In 1887, Pine Level was included in the newly created DeSoto County carved out of Manatee County and it temporarily served as the county seat of the new county while the seat of Manatee County was returned to Manatee. However, in 1888 the county seat of DeSoto County was moved from Pine Level to Arcadia.

The East and West Coast Railway began construction of a route from Bradenton east to Arcadia in July 1913. The nearly 50 mile long line was completed and opened for operation on May 3, 1915. Pine Level was located on this line, 41 miles from its starting point in Bradenton. Pine Level had a depot, a 1,348' railroad siding and a 524' spur track. The railroad served a large saw mill at Pine Level. In July 1933, the Interstate Commerce Commission authorized the East & West Coast Railway to abandon the tracks from Bradenton to Arcadia. Most of the abandonment actually then took place in September 1934.

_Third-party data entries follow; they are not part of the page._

//! Route table.

use axum::{
    Router, middleware,
    routing::{delete, get, post},
};
use tower_http::{cors::CorsLayer, trace::TraceLayer};

use crate::handlers;
use crate::session;
use crate::state::AppState;

/// Build the full router: public routes merged with the session-gated set.
pub fn create_router(state: AppState) -> Router {
    let public = Router::new()
        .route("/", get(handlers::index))
        .route("/login", get(handlers::login_page).post(session::login))
        .route("/logout", get(session::logout))
        .route("/health", get(handlers::health))
        .route("/api/admin/credentials", get(handlers::admin_credentials))
        .route(
            "/api/admin/change-credentials",
            post(handlers::change_credentials),
        );

    let gated = Router::new()
        .route("/dashboard", get(handlers::dashboard_page))
        .route(
            "/api/clients",
            get(handlers::list_clients).post(handlers::create_client),
        )
        .route("/api/clients/clear", delete(handlers::clear_clients))
        .route(
            "/api/clients/{id}",
            get(handlers::get_client)
                .put(handlers::update_client)
                .delete(handlers::delete_client),
        )
        .route("/api/stats", get(handlers::stats))
        .route_layer(middleware::from_fn_with_state(
            state.clone(),
            session::require_session,
        ));

    public
        .merge(gated)
        .layer(TraceLayer::new_for_http())
        .layer(CorsLayer::permissive())
        .with_state(state)
}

Compiled in the late 1930s and first published in 1939, the Florida guide listed Pine Level's population as 30 and described the folklore associated with nearby Horse Creek:
Before 1880 this and neighboring streams were favorite haunts of 'Alligator' Platt, renowned hunter, whose exploits are preserved in the lore of south Florida. He would hide along a bank until a 'gator floated to the surface, and then dive in and tackle the creature, it is said. Man and beast would vanish in a tremendous swirl of muddy water. Platt would shortly reappear, astride his victim, and ride it triumphantly ashore, his thumbs hooked in the 'gator's eyes. It was easy to capture the biggest saurian that way, with no expense for gunpowder and shell, said Platt, recommending the method to his contemporaries.
— Federal Writers'Project, Florida: A Guide to the Southernmost State (1947)

Today, all that remains of Pine Level is the Pine Level Methodist Church, the Indian Mound Cemetery, and the Pine Level Campground Cemetery. The site is marked by a State of Florida bronze marker.